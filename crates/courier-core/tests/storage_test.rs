//! Integration tests for the PostgreSQL repositories.
//!
//! Require `DATABASE_URL`; each test is skipped when it is unset. Every test
//! works in a fresh tenant so they can share one database.

use chrono::{Duration, Utc};
use courier_core::{
    storage::{schema, Storage},
    Delivery, DeliveryOutcome, DeliveryQuery, DeliveryStatus, Endpoint, EndpointStatus,
    EventCategory, EventDefinition, EventId, EventLog, EventLogQuery, FilterCondition,
    FilterConditions, SourceRef, TenantId,
};
use serde_json::json;
use sqlx::postgres::PgPoolOptions;

static MIGRATED: tokio::sync::Mutex<bool> = tokio::sync::Mutex::const_new(false);

async fn storage() -> Option<Storage> {
    let Ok(url) = std::env::var("DATABASE_URL") else {
        eprintln!("DATABASE_URL not set, skipping");
        return None;
    };
    let pool = PgPoolOptions::new().max_connections(4).connect(&url).await.unwrap();

    let mut migrated = MIGRATED.lock().await;
    if !*migrated {
        schema::migrate(&pool).await.unwrap();
        *migrated = true;
    }
    drop(migrated);

    let storage = Storage::new(pool);
    for definition in [
        EventDefinition::new("user.created", "User created", EventCategory::User).unwrap(),
        EventDefinition::new("inventory.low_stock", "Low stock", EventCategory::Inventory)
            .unwrap(),
    ] {
        storage.event_definitions.upsert(&definition).await.unwrap();
    }
    Some(storage)
}

fn endpoint(tenant_id: TenantId, name: &str) -> Endpoint {
    Endpoint::new(tenant_id, name, "https://example.com/hook", "whsec_test", Utc::now())
        .subscribed_to(["user.created"])
}

async fn dispatched(storage: &Storage, endpoint: &Endpoint) -> Delivery {
    let now = Utc::now();
    let log = EventLog::new(
        EventId::new(),
        endpoint.tenant_id,
        "user.created",
        json!({"user_id": 7}),
        Some(SourceRef::new("user", "7")),
        now,
    );
    let delivery = Delivery::new(endpoint, &log, now);
    storage.record_dispatch(&log, std::slice::from_ref(&delivery), now).await.unwrap();
    delivery
}

#[tokio::test]
async fn health_check_succeeds() {
    let Some(storage) = storage().await else { return };
    storage.health_check().await.unwrap();
}

#[tokio::test]
async fn endpoint_round_trips_with_subscriptions_and_filter() {
    let Some(storage) = storage().await else { return };
    let tenant = TenantId::new();
    let ep = endpoint(tenant, "orders")
        .subscribed_to(["user.created", "inventory.low_stock"])
        .with_filter(FilterConditions::new().with("quantity", FilterCondition::equals(10)));

    storage.endpoints.create(&ep).await.unwrap();
    let found = storage.endpoints.find_by_id(ep.id).await.unwrap().unwrap();

    assert_eq!(found.name, "orders");
    assert_eq!(found.secret, "whsec_test");
    assert_eq!(found.subscribed_events, vec!["inventory.low_stock", "user.created"]);
    assert_eq!(found.filter_conditions.0, ep.filter_conditions.0);
    assert_eq!(found.status, EndpointStatus::Active);
    assert!(storage.endpoints.find_by_name(tenant, "orders").await.unwrap().is_some());
}

#[tokio::test]
async fn duplicate_name_within_tenant_is_rejected() {
    let Some(storage) = storage().await else { return };
    let tenant = TenantId::new();
    storage.endpoints.create(&endpoint(tenant, "dup")).await.unwrap();

    let err = storage.endpoints.create(&endpoint(tenant, "dup")).await.unwrap_err();
    assert!(matches!(err, courier_core::CoreError::ConstraintViolation(_)));

    storage.endpoints.create(&endpoint(TenantId::new(), "dup")).await.unwrap();
}

#[tokio::test]
async fn dispatch_targets_exclude_unsubscribed_and_inactive() {
    let Some(storage) = storage().await else { return };
    let tenant = TenantId::new();
    let subscribed = endpoint(tenant, "a");
    let other = endpoint(tenant, "b").subscribed_to(["inventory.low_stock"]);
    let mut inactive = endpoint(tenant, "c");
    inactive.status = EndpointStatus::Inactive;
    for ep in [&subscribed, &other, &inactive] {
        storage.endpoints.create(ep).await.unwrap();
    }

    let targets = storage.endpoints.find_dispatch_targets(tenant, "user.created").await.unwrap();

    assert_eq!(targets.len(), 1);
    assert_eq!(targets[0].id, subscribed.id);
}

#[tokio::test]
async fn breaker_trips_at_threshold_and_success_resets() {
    let Some(storage) = storage().await else { return };
    let mut ep = endpoint(TenantId::new(), "flaky");
    ep.failure_threshold = 3;
    storage.endpoints.create(&ep).await.unwrap();
    let now = Utc::now();
    let until = now + Duration::minutes(60);

    for expected in 1..3 {
        let health =
            storage.endpoints.record_failure(ep.id, now, Some(until)).await.unwrap().unwrap();
        assert_eq!(health.consecutive_failures, expected);
        assert_eq!(health.status, EndpointStatus::Active);
    }
    let tripped = storage.endpoints.record_failure(ep.id, now, Some(until)).await.unwrap().unwrap();
    assert_eq!(tripped.status, EndpointStatus::Suspended);
    assert_eq!(tripped.suspended_until.map(|t| t.timestamp()), Some(until.timestamp()));

    let short_circuited = storage.endpoints.record_failure(ep.id, now, None).await.unwrap().unwrap();
    assert_eq!(short_circuited.consecutive_failures, 4);
    assert_eq!(short_circuited.suspended_until.map(|t| t.timestamp()), Some(until.timestamp()));

    let healed = storage.endpoints.record_success(ep.id, now).await.unwrap().unwrap();
    assert_eq!(healed.status, EndpointStatus::Active);
    assert_eq!(healed.consecutive_failures, 0);
    assert_eq!(healed.suspended_until, None);

    let stored = storage.endpoints.find_by_id(ep.id).await.unwrap().unwrap();
    assert_eq!(stored.total_deliveries, 5);
    assert_eq!(stored.failed_deliveries, 4);
    assert_eq!(stored.successful_deliveries, 1);
}

#[tokio::test]
async fn record_dispatch_writes_log_and_deliveries() {
    let Some(storage) = storage().await else { return };
    let ep = endpoint(TenantId::new(), "audit");
    storage.endpoints.create(&ep).await.unwrap();

    let delivery = dispatched(&storage, &ep).await;

    let log = storage.event_logs.find_by_id(delivery.event_id).await.unwrap().unwrap();
    assert!(log.is_processed);
    assert_eq!(log.endpoints_notified, 1);
    assert_eq!(log.source, Some(SourceRef::new("user", "7")));

    let listed = storage.event_logs.list_by_tenant(ep.tenant_id, &EventLogQuery::default()).await;
    assert_eq!(listed.unwrap().len(), 1);
    let by_event = storage.deliveries.find_by_event(delivery.event_id).await.unwrap();
    assert_eq!(by_event.len(), 1);
    assert_eq!(by_event[0].max_attempts, 4);
}

#[tokio::test]
async fn claim_is_exclusive() {
    let Some(storage) = storage().await else { return };
    let ep = endpoint(TenantId::new(), "claims");
    storage.endpoints.create(&ep).await.unwrap();
    let delivery = dispatched(&storage, &ep).await;

    let (first, second) = tokio::join!(
        storage.deliveries.claim(delivery.id, Utc::now()),
        storage.deliveries.claim(delivery.id, Utc::now()),
    );

    let claimed = [first.unwrap(), second.unwrap()].into_iter().flatten().count();
    assert_eq!(claimed, 1);
}

#[tokio::test]
async fn failed_delivery_requeues_as_next_attempt() {
    let Some(storage) = storage().await else { return };
    let ep = endpoint(TenantId::new(), "retries");
    storage.endpoints.create(&ep).await.unwrap();
    let delivery = dispatched(&storage, &ep).await;
    let now = Utc::now();

    storage.deliveries.claim(delivery.id, now).await.unwrap().unwrap();
    let outcome = DeliveryOutcome::rejected(DeliveryStatus::Failed, "HTTP_503", "unavailable", now)
        .retry_at(Some(now - Duration::seconds(1)));
    assert!(storage.deliveries.complete(delivery.id, &outcome).await.unwrap());

    let due = storage.deliveries.find_due_failed(now, 100).await.unwrap();
    assert!(due.contains(&delivery.id));

    let requeued = storage.deliveries.requeue(delivery.id, now).await.unwrap().unwrap();
    assert_eq!(requeued.status, DeliveryStatus::Pending);
    assert_eq!(requeued.attempt_number, 2);
    assert_eq!(requeued.error_code, None);

    let listed = storage
        .deliveries
        .list(&DeliveryQuery { endpoint_id: Some(ep.id), ..DeliveryQuery::default() })
        .await
        .unwrap();
    assert_eq!(listed.len(), 1);
}

#[tokio::test]
async fn delete_cascades_to_deliveries() {
    let Some(storage) = storage().await else { return };
    let ep = endpoint(TenantId::new(), "gone");
    storage.endpoints.create(&ep).await.unwrap();
    let delivery = dispatched(&storage, &ep).await;

    assert!(storage.endpoints.delete(ep.id).await.unwrap());
    assert!(!storage.endpoints.delete(ep.id).await.unwrap());
    assert!(storage.deliveries.find_by_id(delivery.id).await.unwrap().is_none());
}

#[tokio::test]
async fn running_suspension_is_not_extended_by_late_failures() {
    let Some(storage) = storage().await else { return };
    let mut ep = endpoint(TenantId::new(), "late-failures");
    ep.failure_threshold = 1;
    storage.endpoints.create(&ep).await.unwrap();
    let now = Utc::now();
    let until = now + Duration::minutes(60);

    let tripped = storage.endpoints.record_failure(ep.id, now, Some(until)).await.unwrap().unwrap();
    assert_eq!(tripped.suspended_until.map(|t| t.timestamp()), Some(until.timestamp()));

    // An attempt admitted before the trip fails while the suspension runs.
    let later = now + Duration::minutes(1);
    let health = storage
        .endpoints
        .record_failure(ep.id, later, Some(later + Duration::minutes(60)))
        .await
        .unwrap()
        .unwrap();
    assert_eq!(health.status, EndpointStatus::Suspended);
    assert_eq!(health.suspended_until.map(|t| t.timestamp()), Some(until.timestamp()));

    // A failed trial after the cooldown suspends again.
    let trial = until + Duration::seconds(1);
    let again = trial + Duration::minutes(60);
    let health =
        storage.endpoints.record_failure(ep.id, trial, Some(again)).await.unwrap().unwrap();
    assert_eq!(health.suspended_until.map(|t| t.timestamp()), Some(again.timestamp()));
}

#[tokio::test]
async fn abandoned_claim_is_failed_and_due_for_retry() {
    let Some(storage) = storage().await else { return };
    let ep = endpoint(TenantId::new(), "abandoned");
    storage.endpoints.create(&ep).await.unwrap();
    let abandoned = dispatched(&storage, &ep).await;
    let in_flight = dispatched(&storage, &ep).await;
    let now = Utc::now();

    storage.deliveries.claim(abandoned.id, now - Duration::hours(2)).await.unwrap().unwrap();
    storage.deliveries.claim(in_flight.id, now).await.unwrap().unwrap();

    let outcome =
        DeliveryOutcome::rejected(DeliveryStatus::Failed, "UNEXPECTED_ERROR", "abandoned", now);
    let released = storage.deliveries.fail_stale_claims(&outcome, 60, 100).await.unwrap();
    let released: Vec<_> = released.into_iter().filter(|d| d.endpoint_id == ep.id).collect();

    assert_eq!(released.len(), 1);
    assert_eq!(released[0].id, abandoned.id);
    assert_eq!(released[0].status, DeliveryStatus::Failed);
    assert_eq!(released[0].attempt_number, 1);
    assert_eq!(released[0].error_code.as_deref(), Some("UNEXPECTED_ERROR"));
    assert_eq!(released[0].next_retry_at.map(|t| t.timestamp()), Some(now.timestamp()));

    // Already released; the sweep does not touch it twice.
    let again = storage.deliveries.fail_stale_claims(&outcome, 60, 100).await.unwrap();
    assert!(again.iter().all(|d| d.id != abandoned.id));

    let still_sending = storage.deliveries.find_by_id(in_flight.id).await.unwrap().unwrap();
    assert_eq!(still_sending.status, DeliveryStatus::Sending);
}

*PROBLEM TO SOLVE*.
Every line in the data that includes the word "FilterConditions" should be counted, and only the resulting number given.

*RESPONSE FOR THIS EXERCISE*.
2